Donna Moore (1931-2014) was an American Saddlebred horse trainer. She trained horses for William Shatner at his Belle Reve Farm, and owned her own stables near Versailles, Kentucky.

==Life==
Moore was born January 28, 1931, to Ray and Iva Hobbs, and grew up near Kansas City, Missouri. She married fellow horse trainer Tom Moore, of Illinois, in 1961. The couple had two daughters, Melinda and Melissa. She died January 18, 2014, at the age of 82.

==Career==
Moore started out in the horse world by getting involved in rodeo and trick riding at a young age. She bought cheap ponies at the local auction, rode them for a week and then resold them at the same auction for a profit.

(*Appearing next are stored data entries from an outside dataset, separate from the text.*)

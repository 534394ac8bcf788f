//! Keeps the 3D camera and the world group aligned with the map's view.
//!
//! The map camera looks at the map center from `camera_to_center_distance`
//! pixels away. The 3D camera is placed the same way around the origin, and
//! the world group is translated and scaled so that the projected map center
//! lands on the origin in screen-pixel units.

use std::f64::consts::{FRAC_PI_2, PI};

use foundation::math::mercator::WORLD_SIZE;
use foundation::math::{Mat4, Vec3};
use gpu::camera::PerspectiveCamera;
use tracing::debug;

use crate::host::MapTransform;

/// Slack on the far plane so the horizon is not clipped.
const FAR_PLANE_SLACK: f64 = 1.01;

#[derive(Debug, Copy, Clone, PartialEq)]
pub struct CameraSync {
    fov_rad: f64,
    /// Moves the world origin from the map center to the map's top-left corner.
    translate_center: Mat4,
    world_size_ratio: f64,
    camera_to_center_distance: f64,
    camera_translate_z: Mat4,
    far_z: f64,
}

impl CameraSync {
    pub fn new(fov_rad: f64) -> Self {
        Self {
            fov_rad,
            translate_center: Mat4::translation(Vec3::new(
                WORLD_SIZE / 2.0,
                -WORLD_SIZE / 2.0,
                0.0,
            )),
            world_size_ratio: 1.0,
            camera_to_center_distance: 0.0,
            camera_translate_z: Mat4::IDENTITY,
            far_z: 0.0,
        }
    }

    pub fn fov_rad(&self) -> f64 {
        self.fov_rad
    }

    pub fn camera_to_center_distance(&self) -> f64 {
        self.camera_to_center_distance
    }

    pub fn far_z(&self) -> f64 {
        self.far_z
    }

    /// Recomputes the viewport-dependent constants, then syncs.
    ///
    /// Returns the world-group matrix, or `None` when the viewport has no area.
    pub fn setup_camera(&mut self, t: &MapTransform, camera: &mut PerspectiveCamera) -> Option<Mat4> {
        if !t.has_area() {
            debug!(width = t.width, height = t.height, "skipping camera setup for empty viewport");
            return None;
        }
        self.camera_to_center_distance = 0.5 / (self.fov_rad / 2.0).tan() * t.height;
        self.camera_translate_z =
            Mat4::translation(Vec3::new(0.0, 0.0, self.camera_to_center_distance));
        self.update_camera(t, camera)
    }

    /// Writes the camera's projection and placement for the current view.
    ///
    /// Returns the world-group matrix, or `None` when the viewport has no area.
    pub fn update_camera(&mut self, t: &MapTransform, camera: &mut PerspectiveCamera) -> Option<Mat4> {
        if !t.has_area() {
            return None;
        }
        let half_fov = self.fov_rad / 2.0;
        let ground_angle = FRAC_PI_2 + t.pitch_rad;
        let top_half_surface_distance = half_fov.sin() * self.camera_to_center_distance
            / (PI - ground_angle - half_fov).sin();
        self.far_z = ((FRAC_PI_2 - t.pitch_rad).cos() * top_half_surface_distance
            + self.camera_to_center_distance)
            * FAR_PLANE_SLACK;

        let aspect = t.width / t.height;
        camera.fov_y_rad = self.fov_rad;
        camera.aspect = aspect;
        camera.near = 1.0;
        camera.far = self.far_z;
        camera.projection = Mat4::perspective_gl(self.fov_rad, aspect, 1.0, self.far_z);
        camera.world = Mat4::rotation_z(t.angle_rad)
            * Mat4::rotation_x(t.pitch_rad)
            * self.camera_translate_z;

        Some(self.world_matrix(t))
    }

    /// Maps projected world units onto screen pixels around the origin.
    pub fn world_matrix(&self, t: &MapTransform) -> Mat4 {
        let zoom_pow = t.scale * self.world_size_ratio;
        Mat4::translation(Vec3::new(-t.center_px.x, t.center_px.y, 0.0))
            * Mat4::scale(Vec3::splat(zoom_pow))
            * self.translate_center
            * Mat4::rotation_z(PI)
    }
}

At age 13 she was riding in a rodeo practice when she saw an American Saddlebred and was attracted to it. She was mentored by fellow Missourian Jane Fahey and began training professionally at 19 years of age. She and her husband moved to Kentucky from Illinois in 1970. She trained horses for actor William Shatner at his Belle Reve Farm, among them the stallion Sultan's Great Day. In addition to training for Shatner, Moore had her own stables at Versailles, Kentucky. While her main focus was on American Saddlebreds, she trained Thoroughbreds as well. Besides training horses, Moore exhibited them, judged shows and bought and sold horses and farms. She trained many champions and competed in the National Horse Show and the World's Championship Horse Show. In 1988, she became the first woman to judge the latter event. The same year she was referred to as "the most successful woman in the Saddlebred industry." She once said in an interview for The New York Times, "I can't stand not to be near a horse show. I went to Hawaii once on vacation and I darn near went crazy."